Year-over-Year Industry Compensation:
|2010 Average||2009 Average||Median Change*|
*Percent change was calculated at the median to exclude outliers
Further findings from the BDO 600 Survey of Mid-Market Board Compensation Practices:
- Directors at Larger Healthcare Companies ($650M-$1B) Receive Highest Comp Overall - The complexity of doing business in the healthcare industry has substantially increased in the last two years. With systemic changes affecting everything from the composition of private practice and integrated system care to regulatory changes, it's no wonder that healthcare companies have significantly increased full-value and stock option grants to both attract and retain the most qualified directors. In response to this, directors in the larger healthcare organizations are receiving $205,576 in total annual compensation, substantially higher than any other group.
- Real Estate Companies Focus on Stock Options - While more than 80% of the companies in the real estate industry do not regularly grant stock options, the remaining approximately 20% of companies substantially increased their grants, more than doubling the value on average. This is especially notable because the value of stock options for half the industries studied (energy, banking, healthcare and retail) decreased. Other increases ranged from six to 30 percent, nothing approaching the levels of Real Estate. The increase use of stock options among real estate companies using this vehicle can be attributed to the emphasis on director pay alignment and the view that the industry is starting to "turn the corner."
- Cash is King and Equity Takes Backseat for Bank Directors - Due largely to increased scrutiny and banks' desire to "level off" their equity grants in the latest performance year, banks strongly favor cash compensation for their boards. Cash makes up 72 percent of the pay mix, the highest of any industry and significantly above the average 46 percent. Consequently, their full value stock compensation was the lowest (27%) of any industry, compared to 54 percent on average.
- Small Bank Director Pay Trumps That of Larger Peers - Going against standard compensation trends, the study shows that the smaller the bank, the higher the pay for directors. At $72,981, small bank directorsare faring much better than their medium ($45,505) and larger ($36,163) middle market peers.In all other industries the opposite is true - pay increases with the size of the company. This is consistent with the public's perception that bigger banks have not been forthcoming with their operational issues.
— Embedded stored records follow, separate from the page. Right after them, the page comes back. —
use super::{move_node, validate_name, Parent, Subitem};
use crate::error::FsResult;
use crate::item::PathRepresentable;
use crate::path::FsPath;

/// A node that can be moved.
pub trait Moveable: PathRepresentable {
    /// Move to `destination`, which must not exist.
    ///
    /// Moves across filesystems are done as copy then remove. On success
    /// the node points at `destination`; on failure it is unchanged.
    fn move_to(&mut self, destination: &FsPath) -> FsResult<()> {
        move_node(self, destination)
    }
}

/// A moveable node that can be moved into a parent under its own name.
pub trait MoveableSubitem: Moveable + Subitem {
    /// Move into `parent`, keeping the last path component.
    fn move_into(&mut self, parent: &impl Parent) -> FsResult<()> {
        let destination = parent
            .path()
            .appending_component(self.path().last_component());
        self.move_to(&destination)
    }
}

/// A node that can be renamed in place.
pub trait Renameable: PathRepresentable {
    /// Replace the last path component with `name`.
    ///
    /// `name` must be a single component. On success the node points at the
    /// new path.
    fn rename(&mut self, name: &str) -> FsResult<()> {
        validate_name(name)?;
        let destination = self.path().replacing_last_component(name);
        move_node(self, &destination)
    }
}
//! Shared node and attribute types for kura.
//!
//! This crate is the vocabulary the filesystem layer speaks: which kinds of
//! node exist, which capabilities each kind carries, and the plain data
//! returned by metadata queries. It performs **no filesystem access**; it is a
//! pure leaf crate that `kura-fs` builds on.
//!
//! # Key Types
//!
//! |--------------------|---------------------------------------------------|
//! | Type               | Purpose                                           |
//! |--------------------|---------------------------------------------------|
//! | [`NodeKind`]       | The five node kinds, in classification priority   |
//! | [`Capability`]     | Narrow operation sets a kind may support          |
//! | [`Attributes`]     | Raw `lstat` snapshot of an entry                  |
//! | [`SetAttributes`]  | Attribute changes to apply                        |
//! | [`FileWrapper`]    | In-memory snapshot of a file, link or tree        |
//! | [`Relationship`]   | How a directory relates to another item           |
//! |--------------------|---------------------------------------------------|

pub mod attr;
pub mod kind;
pub mod relationship;
pub mod wrapper;

pub use attr::{Attributes, RawFileType, SetAttributes};
pub use kind::{Capability, NodeKind};
pub use relationship::Relationship;
pub use wrapper::FileWrapper;
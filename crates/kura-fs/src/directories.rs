//! Well-known directories.
//!
//! Locations come from the XDG base and user directories via `dirs`; each
//! is validated, so a configured but missing directory is `None`.

use std::path::PathBuf;

use uzers::os::unix::UserExt;

use crate::config::FsConfig;
use crate::error::{FsError, FsResult};
use crate::item::PathRepresentable;
use crate::nodes::Directory;

const DEFAULT_DATA_DIRS: &str = "/usr/local/share:/usr/share";

fn existing(dir: Option<PathBuf>) -> Option<Directory> {
    Directory::from_path(dir?)
}

/// `$XDG_DATA_HOME` followed by `$XDG_DATA_DIRS`.
fn data_dirs() -> Vec<PathBuf> {
    let system = std::env::var("XDG_DATA_DIRS")
        .ok()
        .filter(|dirs| !dirs.is_empty())
        .unwrap_or_else(|| DEFAULT_DATA_DIRS.to_string());

    dirs::data_dir()
        .into_iter()
        .chain(
            system
                .split(':')
                .filter(|dir| !dir.is_empty())
                .map(PathBuf::from),
        )
        .collect()
}

impl Directory {
    /// The temporary directory.
    pub fn temporary() -> Option<Directory> {
        existing(Some(std::env::temp_dir()))
    }

    /// The current user's home directory.
    pub fn home() -> Option<Directory> {
        existing(dirs::home_dir())
    }

    /// Home directory of `user`, from the system user database.
    ///
    /// `Ok(None)` if there is no such user or their home is missing.
    pub fn home_for_user(user: &str) -> FsResult<Option<Directory>> {
        Self::home_for_user_with(user, FsConfig::global())
    }

    /// [`Directory::home_for_user`] with an explicit config.
    pub fn home_for_user_with(user: &str, config: &FsConfig) -> FsResult<Option<Directory>> {
        if !config.home_lookup {
            return Err(FsError::unsupported("home directory lookup is disabled"));
        }
        let home = uzers::get_user_by_name(user).map(|u| u.home_dir().to_path_buf());
        tracing::debug!(user, home = ?home, "home lookup");
        Ok(existing(home))
    }

    pub fn document() -> Option<Directory> {
        existing(dirs::document_dir())
    }

    pub fn caches() -> Option<Directory> {
        existing(dirs::cache_dir())
    }

    pub fn desktop() -> Option<Directory> {
        existing(dirs::desktop_dir())
    }

    pub fn downloads() -> Option<Directory> {
        existing(dirs::download_dir())
    }

    pub fn movies() -> Option<Directory> {
        existing(dirs::video_dir())
    }

    pub fn music() -> Option<Directory> {
        existing(dirs::audio_dir())
    }

    pub fn pictures() -> Option<Directory> {
        existing(dirs::picture_dir())
    }

    /// Per-user application data (`$XDG_DATA_HOME`).
    pub fn application_support() -> Option<Directory> {
        existing(dirs::data_dir())
    }

    /// Per-user, machine-local data.
    pub fn library() -> Option<Directory> {
        existing(dirs::data_local_dir())
    }

    /// Every `applications` directory under the data directories.
    pub fn applications() -> Vec<Directory> {
        data_dirs()
            .into_iter()
            .filter_map(|dir| Directory::from_path(dir.join("applications")))
            .collect()
    }

    /// Every data directory, user first.
    pub fn libraries() -> Vec<Directory> {
        data_dirs()
            .into_iter()
            .filter_map(|dir| Directory::from_path(dir))
            .collect()
    }
}
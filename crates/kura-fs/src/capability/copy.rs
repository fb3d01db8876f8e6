use super::{copy_entry, ensure_vacant, resolve_parent, revalidate, SpecialFiles};
use crate::capability::{Parent, Subitem};
use crate::error::{FsError, FsResult};
use crate::item::PathRepresentable;
use crate::path::FsPath;

/// A node that can be copied.
pub trait Copyable: PathRepresentable {
    /// Copy to `destination`, which must not exist.
    ///
    /// Directories are copied recursively and symbolic links as links. The
    /// copy is re-classified; if it is not of the same kind the result is
    /// [`FsError::TargetMissing`] (the copy stays on disk).
    fn copy_to(&self, destination: &FsPath) -> FsResult<Self> {
        let source = self.path();
        tracing::debug!(source = %source, destination = %destination, "copy");

        // Resolved, so a destination reached through a link into the source
        // is still caught.
        let outer = resolve_parent(source);
        let inner = resolve_parent(destination);
        if inner != outer && inner.starts_with(&outer) {
            return Err(FsError::invalid_name(format!(
                "cannot copy {source} into itself"
            )));
        }

        ensure_vacant(destination)?;
        copy_entry(source.as_path(), destination.as_path(), SpecialFiles::Skip)?;
        revalidate(destination)
    }
}

/// A copyable node that can be copied into a parent under its own name.
pub trait CopyableSubitem: Copyable + Subitem {
    /// Copy into `parent`, keeping the last path component.
    fn copy_into(&self, parent: &impl Parent) -> FsResult<Self> {
        let destination = parent
            .path()
            .appending_component(self.path().last_component());
        self.copy_to(&destination)
    }
}
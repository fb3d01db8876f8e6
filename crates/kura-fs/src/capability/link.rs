use std::fs;
use std::os::unix::fs::symlink;

use super::revalidate;
use crate::alias;
use crate::error::FsResult;
use crate::item::{Item, PathRepresentable};
use crate::nodes::{AliasFile, SymbolicLink};
use crate::path::FsPath;

/// A node that can be hard linked.
pub trait Linkable: PathRepresentable {
    /// Create a hard link at `at`. A symbolic link is linked itself, not
    /// its destination.
    fn link(&self, at: &FsPath) -> FsResult<Self> {
        tracing::debug!(path = %self.path(), at = %at, "hard link");
        fs::hard_link(self.path(), at)?;
        revalidate(at)
    }
}

/// A node a symbolic link can point to.
pub trait SymbolicLinkable: Item {
    /// Create a symbolic link at `at` pointing to this node's absolute path.
    fn symbolic_link(&self, at: &FsPath) -> FsResult<SymbolicLink> {
        let target = self.path().standardized();
        tracing::debug!(path = %target, at = %at, "symbolic link");
        symlink(target.as_path(), at)?;
        Ok(SymbolicLink::new(at.clone()))
    }
}

/// A node an alias file can point to.
pub trait Aliasable: Item {
    /// Write an alias file at `at` pointing to this node. `at` must end in
    /// `.desktop` and must not exist.
    fn make_alias(&self, at: &FsPath) -> FsResult<AliasFile> {
        tracing::debug!(path = %self.path(), at = %at, "make alias");
        alias::write_alias(at, self.path())?;
        Ok(AliasFile::new(at.clone()))
    }
}
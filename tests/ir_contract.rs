//! Contract tests over the public API: what a code generator and its
//! passes can rely on.

use tvm_ir::builder::*;
use tvm_ir::diagnostic::Severity;
use tvm_ir::ir::opcode::fixed_opcodes;
use tvm_ir::ir::{DataKind, GenOpcode, StackOp};
use tvm_ir::{
    print_function, resolve_opcode, resolve_throw, CodeBlock, Conditional, ConditionalKind,
    FrameKind, Function, FunctionKind, IrError, Node, PrintConfig, Program, StackEffect, Visitor,
};

fn block(ops: &[&str]) -> CodeBlock {
    code_block(
        FrameKind::PushCont,
        ops.iter().map(|op| Node::from(gen(op).unwrap())).collect(),
    )
}

fn effect(line: &str) -> (u32, u32) {
    let info = resolve_opcode(line).unwrap();
    (info.take, info.ret)
}

// ── Opcode metadata ──

#[test]
fn test_table_lookup_matches_iteration() {
    let mut seen = 0;
    for (name, info) in fixed_opcodes() {
        assert_eq!(resolve_opcode(name).unwrap(), info);
        seen += 1;
    }
    assert!(seen > 100);
}

#[test]
fn test_parametric_families() {
    assert_eq!(effect("TUPLE 5"), (5, 1));
    assert_eq!(effect("UNTUPLE 3"), (1, 3));
    assert_eq!(effect("LSHIFT"), (2, 1));
    assert_eq!(effect("LSHIFT 4"), (1, 1));
    assert_eq!(effect("DICTISETREF"), (4, 1));
    assert_eq!(effect("DICTUADDB"), (4, 2));
}

#[test]
fn test_unknown_mnemonic_is_fatal() {
    let err = resolve_opcode("NOSUCHOP 1").unwrap_err();
    assert!(err.is_unresolvable());
    assert!(resolve_throw("THROWIF 7").is_ok());
    assert!(resolve_throw("ADD").is_err());
}

#[test]
fn test_generic_opcode_round_trip() {
    let op = gen("STU 64;store uint").unwrap();
    assert_eq!(op.to_string(), "STU 64 ;store uint");
}

// ── Factories ──

#[test]
fn test_push_boundaries() {
    assert!(make_push(256).is_err());
    assert!(make_push(255).is_ok());
    assert!(make_push(0).is_ok());
}

#[test]
fn test_degenerate_requests_normalize() {
    assert_eq!(make_blkpush(1, 7).unwrap(), make_push(7).unwrap());
    assert_eq!(make_blkdrop2(1, 1).unwrap(), make_pop(1).unwrap());
}

#[test]
fn test_inversion_contract() {
    let one = make_if(ConditionalKind::IfJmp, block(&["INC"]), None).unwrap();
    assert_eq!(one.clone().invert().invert(), one);

    let two = make_if(
        ConditionalKind::IfElse,
        block(&["INC"]),
        Some(block(&["DEC"])),
    )
    .unwrap();
    let (kind, t, f) = two.clone().invert().into_parts();
    assert_eq!(kind, ConditionalKind::IfElse);
    assert_eq!(&t, two.false_body().unwrap());
    assert_eq!(f.as_ref(), Some(two.true_body()));
}

// ── Visitor ──

#[derive(Default)]
struct Events(Vec<String>);

impl Visitor for Events {
    fn visit_opcode(&mut self, op: &GenOpcode) {
        self.0.push(op.instruction());
    }
    fn visit_block(&mut self, block: &CodeBlock) -> bool {
        self.0.push(format!("enter {}", block.kind()));
        block.kind() != FrameKind::CallRef
    }
    fn end_visit_block(&mut self, block: &CodeBlock) {
        self.0.push(format!("leave {}", block.kind()));
    }
    fn visit_if(&mut self, _node: &Conditional) -> bool {
        self.0.push("if".into());
        true
    }
}

#[test]
fn test_two_armed_visit_order() {
    let node = make_if(
        ConditionalKind::IfElseWithJmp,
        block(&["INC"]),
        Some(block(&["DEC"])),
    )
    .unwrap();
    let mut events = Events::default();
    Node::from(node).accept(&mut events);
    assert_eq!(
        events.0,
        [
            "if",
            "enter PUSHCONT",
            "INC",
            "leave PUSHCONT",
            "enter PUSHCONT",
            "DEC",
            "leave PUSHCONT",
        ]
    );
}

#[test]
fn test_skipped_block_still_closes() {
    let skipped = code_block(
        FrameKind::CallRef,
        vec![gen("ADD").unwrap().into(), gen("SUB").unwrap().into()],
    );
    let mut events = Events::default();
    skipped.accept(&mut events);
    assert_eq!(events.0, ["enter CALLREF", "leave CALLREF"]);
}

/// A pass that rebuilds a tree, dropping debug locations.
fn strip_locations(block: CodeBlock) -> CodeBlock {
    let (kind, nodes) = block.into_instructions();
    let nodes = nodes
        .into_iter()
        .filter(|node| !matches!(node, Node::Loc(_)))
        .map(|node| match node {
            Node::Block(inner) => Node::Block(strip_locations(inner)),
            other => other,
        })
        .collect();
    code_block(kind, nodes)
}

#[test]
fn test_rewrite_by_rebuilding() {
    let original = code_block(
        FrameKind::PushCont,
        vec![
            make_loc("a.sol", 1).into(),
            gen("ADD").unwrap().into(),
            code_block(
                FrameKind::CallX,
                vec![make_loc("a.sol", 2).into(), gen("SUB").unwrap().into()],
            )
            .into(),
        ],
    );
    let hash = original.content_hash();
    let stripped = strip_locations(original);
    assert_eq!(stripped.len(), 2);
    assert_eq!(stripped.content_hash(), hash);
}

// ── Program hand-off ──

fn sample_program() -> Program {
    let main = function(
        "main",
        FunctionKind::MainExternal,
        0,
        0,
        code_block(
            FrameKind::PushCont,
            vec![
                gen("ACCEPT").unwrap().into(),
                make_get_glob(3).unwrap().into(),
                make_pushref("x{ABCD}").unwrap().into(),
                make_data_push(DataKind::PushSlice, "x{8_}", None)
                    .unwrap()
                    .into(),
                make_ret().into(),
            ],
        ),
    )
    .unwrap();
    Program::new(vec!["upgrade func".into()], vec![main])
}

#[test]
fn test_serialization_is_deterministic() {
    let a = postcard::to_allocvec(&sample_program()).unwrap();
    let b = postcard::to_allocvec(&sample_program()).unwrap();
    assert!(!a.is_empty());
    assert_eq!(a, b);
    assert_eq!(
        sample_program().content_hash(),
        sample_program().content_hash()
    );
}

#[test]
fn test_lookup_and_print_function() {
    let program = sample_program();
    let main: &Function = program.function("main").unwrap();
    assert!(program.function("missing").is_none());
    let text = print_function(main, &PrintConfig::default().with_indent(" "));
    assert_eq!(
        text,
        ".external main\n ACCEPT\n GETGLOB 3\n PUSHREF {\n  .blob x{ABCD}\n }\n PUSHSLICE x{8_}\n RET\n"
    );
}

#[test]
fn test_error_diagnostic() {
    let err: IrError = gen("WHATEVER 3").unwrap_err();
    let diag = err.to_diagnostic();
    assert_eq!(diag.severity, Severity::Error);
    assert_eq!(diag.span.start, 0);
    assert_eq!(diag.span.end, 8);
    let text = diag.render_to_string("<mnemonic>", err.source_line());
    assert!(text.contains("WHATEVER"));

    let violation = make_pop(0).unwrap_err();
    assert!(violation.to_string().contains("make_pop"));
}

#[test]
fn test_stack_effect_accessors() {
    let op: StackOp = make_push3(1, 2, 3).unwrap();
    assert_eq!(op.stack_effect(), StackEffect::new(0, 3));
    assert_eq!((op.i(), op.j(), op.k()), (1, 2, 3));
}

#[test]
fn test_trees_are_shareable_across_threads() {
    fn assert_send_sync<T: Send + Sync>() {}
    assert_send_sync::<Program>();
    assert_send_sync::<Node>();
    assert_send_sync::<IrError>();

    let program = std::sync::Arc::new(sample_program());
    let handles: Vec<_> = (0..4)
        .map(|_| {
            let program = std::sync::Arc::clone(&program);
            std::thread::spawn(move || program.content_hash())
        })
        .collect();
    let hashes: Vec<_> = handles.into_iter().map(|h| h.join().unwrap()).collect();
    assert!(hashes.windows(2).all(|w| w[0] == w[1]));
}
This may or may not be true, but with smaller community and regional banks' increased confidence linked to an increase in retail deposits, it has given smaller banks more leverage to attract and retain key boardroom talent.
- Pay Mix Varies by Company Size - The economic turmoil of the past three years has had a big impact on larger middle market companies ($650M - 1B), providing the catalyst for companies to renew and discover their competitive advantages. With this in mind it is not surprising that larger middle market companies are favoring full value stock this year, comprising 42 percent of the pay mix, up 31 percent from last year. Smaller companies, on the other hand ($25M - $325M), have benefited from their size by being able to rapidly implement changes in their operations, which has resulted in increased company performance from the previous year and an influx in cash. As a result, smaller companies are more heavily weighted towards stock options, with 23 percent of compensation residing here as opposed to 17 percent for medium ($325M - $650M) and 16 percent for large companies. In general, compensation packages are reflecting the reassessment of and changes to overall operations. Companies that were awash in cash have sent the message that pay will be more linked to a company's long-term performance.